The Federation of State Medical Boards’ Model Guidelines for the Use of Controlled Substances for the Treatment of Pain, encourage adequate pain management and address physician concerns about disciplinary actions by medical boards. These guidelines were recently updated to ensure currency and adequate attention to the treatment of pain. Policies and guidelines of the American Pain Society, the American Academy of Pain Medicine, the American Geriatric Society, and the American Society for Addiction Medicine also encourage the appropriate use of opioid analgesics for pain management.

At its annual policy-making meeting in the summer of 2003, the AMA House of Delegates adopted policy recommendations stating their opposition to the harassment of physicians by DEA agents in response to the appropriate prescribing of controlled substances for pain management, as well as to the inappropriate use of 21 Code of Federal Regulations Section 1306.04 or any other rationale that would involve placement of licensure restrictions on physicians who use opioid analgesics and other pain-reducing medications appropriately to treat patients with pain.
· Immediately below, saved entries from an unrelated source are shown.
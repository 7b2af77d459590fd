//! The canonical subscription record and its lifecycle.

pub mod aggregate;
pub mod events;
pub mod signal;
pub mod transaction;
pub mod usage;

pub use aggregate::Subscription;
pub use events::SubscriptionEvent;
pub use signal::{ProviderNotification, Signal};
pub use transaction::{SubscriptionTransaction, TransactionStatus, TransactionType};
pub use usage::UsageRecord;
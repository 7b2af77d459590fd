//! Configuration error types

use thiserror::Error;

/// Errors that can occur during configuration loading
#[derive(Debug, Error)]
pub enum ConfigError {
    #[error("Configuration loading failed: {0}")]
    LoadError(#[from] config::ConfigError),

    #[error("Validation failed: {0}")]
    ValidationFailed(#[from] ValidationError),
}

/// Errors that can occur during configuration validation
#[derive(Debug, Error)]
pub enum ValidationError {
    #[error("Required configuration missing: {0}")]
    MissingRequired(&'static str),

    #[error("Invalid database URL format")]
    InvalidDatabaseUrl,

    #[error("Pool size must be between 1 and 100")]
    InvalidPoolSize,

    #[error("Account token salt must be at least 16 characters")]
    SaltTooShort,

    #[error("Pinned root certificate is not valid base64 DER")]
    InvalidRootCertificate,

    #[error("API base URL must use HTTPS")]
    ApiBaseMustBeHttps,

    #[error("Renewal batch size must be between 1 and 1000")]
    InvalidRenewalBatchSize,
}
#[cfg(test)]
mod tests {
    use super::*;
    use crate::adapters::memory::{
        InMemoryEventPublisher, InMemoryPlanCatalog, InMemorySubscriptionStore,
    };
    use crate::domain::foundation::{AccountTokenCodec, Currency, SubscriberRef};
    use crate::domain::plan::BillingInterval;
    use crate::ports::{GatewayErrorCode, SubscriptionStore};
    use http::header::{HeaderMap, HeaderValue};
    use secrecy::SecretString;
    use std::sync::Arc;

    fn gateway() -> (XenditGateway, Arc<InMemorySubscriptionStore>) {
        let store = Arc::new(InMemorySubscriptionStore::new());
        let core = GatewayCore::new(
            Gateway::Xendit,
            store.clone(),
            Arc::new(InMemoryPlanCatalog::new()),
            Arc::new(InMemoryEventPublisher::new()),
            Arc::new(AccountTokenCodec::new(SecretString::new(
                "test-salt-test-salt".into(),
            ))),
        );
        let config = XenditConfig {
            api_key: SecretString::new("xnd-key".into()),
            callback_token: SecretString::new("shared-callback-token".into()),
            api_base: "https://api.invalid".into(),
        };
        (XenditGateway::new(core, &config, reqwest::Client::new()), store)
    }

    fn plan() -> Plan {
        Plan::new(
            "Premium",
            "premium",
            Money::from_minor_units(2_990_000),
            Currency::new("IDR").unwrap(),
            BillingInterval::Month,
            1,
        )
        .unwrap()
    }

    fn callback(token: Option<&'static str>, body: &str) -> WebhookRequest {
        let mut headers = HeaderMap::new();
        if let Some(token) = token {
            headers.insert("x-callback-token", HeaderValue::from_static(token));
        }
        WebhookRequest::new(headers, body.as_bytes().to_vec())
    }

    #[tokio::test]
    async fn callback_without_token_is_rejected() {
        let (gw, store) = gateway();
        let sub = Subscription::new(
            SubscriberRef::new("user", "1").unwrap(),
            &plan(),
            Gateway::Xendit,
        );
        store.insert(sub.clone()).await.unwrap();

        let request = callback(
            None,
            r#"{"event":"recurring.plan.inactivated","data":{"id":"rp-1"}}"#,
        );
        let err = gw.handle_webhook(&request).await.unwrap_err();
        assert_eq!(err.code, GatewayErrorCode::Authentication);

        // nothing mutated
        let stored = store.get(sub.id).await.unwrap().unwrap();
        assert!(stored.canceled_at.is_none());
        assert!(store.transactions_for(sub.id).await.unwrap().is_empty());
    }

    #[tokio::test]
    async fn callback_with_wrong_token_is_rejected() {
        let (gw, _) = gateway();
        let request = callback(Some("guessed-token"), r#"{"event":"x","data":{}}"#);
        let err = gw.handle_webhook(&request).await.unwrap_err();
        assert_eq!(err.code, GatewayErrorCode::Authentication);
        assert!(err.message.contains("mismatch"));
    }

    #[tokio::test]
    async fn unknown_event_is_acknowledged_as_ignored() {
        let (gw, _) = gateway();
        let request = callback(
            Some("shared-callback-token"),
            r#"{"event":"recurring.cycle.created","data":{"id":"rc-1"}}"#,
        );
        let outcome = gw.handle_webhook(&request).await.unwrap();
        assert!(matches!(outcome, WebhookOutcome::Ignored { .. }));
    }

    #[tokio::test]
    async fn retrying_cycle_changes_nothing() {
        let (gw, store) = gateway();
        let mut sub = Subscription::new(
            SubscriberRef::new("user", "1").unwrap(),
            &plan(),
            Gateway::Xendit,
        );
        sub.gateway_id = Some("rp-1".into());
        store.insert(sub.clone()).await.unwrap();

        let request = callback(
            Some("shared-callback-token"),
            r#"{"event":"recurring.cycle.retrying","data":{"id":"rc-9","plan_id":"rp-1"}}"#,
        );
        let outcome = gw.handle_webhook(&request).await.unwrap();
        assert!(matches!(outcome, WebhookOutcome::Ignored { .. }));
        assert!(store.transactions_for(sub.id).await.unwrap().is_empty());
    }

    #[tokio::test]
    async fn resume_is_unsupported() {
        let (gw, _) = gateway();
        let sub = Subscription::new(
            SubscriberRef::new("user", "1").unwrap(),
            &plan(),
            Gateway::Xendit,
        );
        let err = gw.resume_subscription(&sub).await.unwrap_err();
        assert_eq!(err.code, GatewayErrorCode::UnsupportedOperation);
    }

    #[tokio::test]
    async fn redirect_target_reads_auth_action() {
        let (gw, _) = gateway();
        let mut sub = Subscription::new(
            SubscriberRef::new("user", "1").unwrap(),
            &plan(),
            Gateway::Xendit,
        );
        sub.gateway_response = Some(serde_json::json!({
            "actions": [
                { "action": "AUTH", "url": "https://checkout.invalid/auth/1" },
            ]
        }));
        assert_eq!(
            gw.redirect_target(&sub).await.unwrap().as_deref(),
            Some("https://checkout.invalid/auth/1")
        );

        sub.gateway_response = Some(serde_json::json!({ "actions": [] }));
        assert_eq!(gw.redirect_target(&sub).await.unwrap(), None);
    }

    #[test]
    fn plan_id_is_extracted_owned_from_the_create_response() {
        let response = serde_json::json!({ "id": "repl_123", "status": "PENDING" });
        let id = XenditGateway::plan_id_from(&response).unwrap();
        drop(response);
        assert_eq!(id, "repl_123");

        let err = XenditGateway::plan_id_from(&serde_json::json!({})).unwrap_err();
        assert_eq!(err.code, GatewayErrorCode::Provider);
    }
}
The AMA requests that state medical and specialty societies submit examples of physicians who allegedly have been harassed by DEA agents for appropriate prescribing of controlled substances for pain management to the AMA's Office of General Counsel.

The AMA is committed to the goal of protecting the legitimate use of prescription drugs for patients in pain. And education is the best medicine. To this end, the AMA has created a national Pain Management CME program for physicians to address many of these issues. The review board for this activity consists of expert reviewers from 16 medical specialty societies and other professional health care organizations. The CME program was funded through an unrestricted educational grant from Purdue Pharma, L.P.

In addition, the American Academy of Pain Medicine recently announced a new initiative, named TOP MED (Topics in Medicine), a comprehensive "virtual textbook" on treating patients of all ages suffering from different types of pain. The web-based, self-directed textbook will be made available free of charge to medical students across the country in the fall of 2004.

Preventing drug abuse remains an important societal goal—it should not hinder patient’s ability to receive the care they need and deserve or discourage physicians from prescribing pain medications when medically appropriate.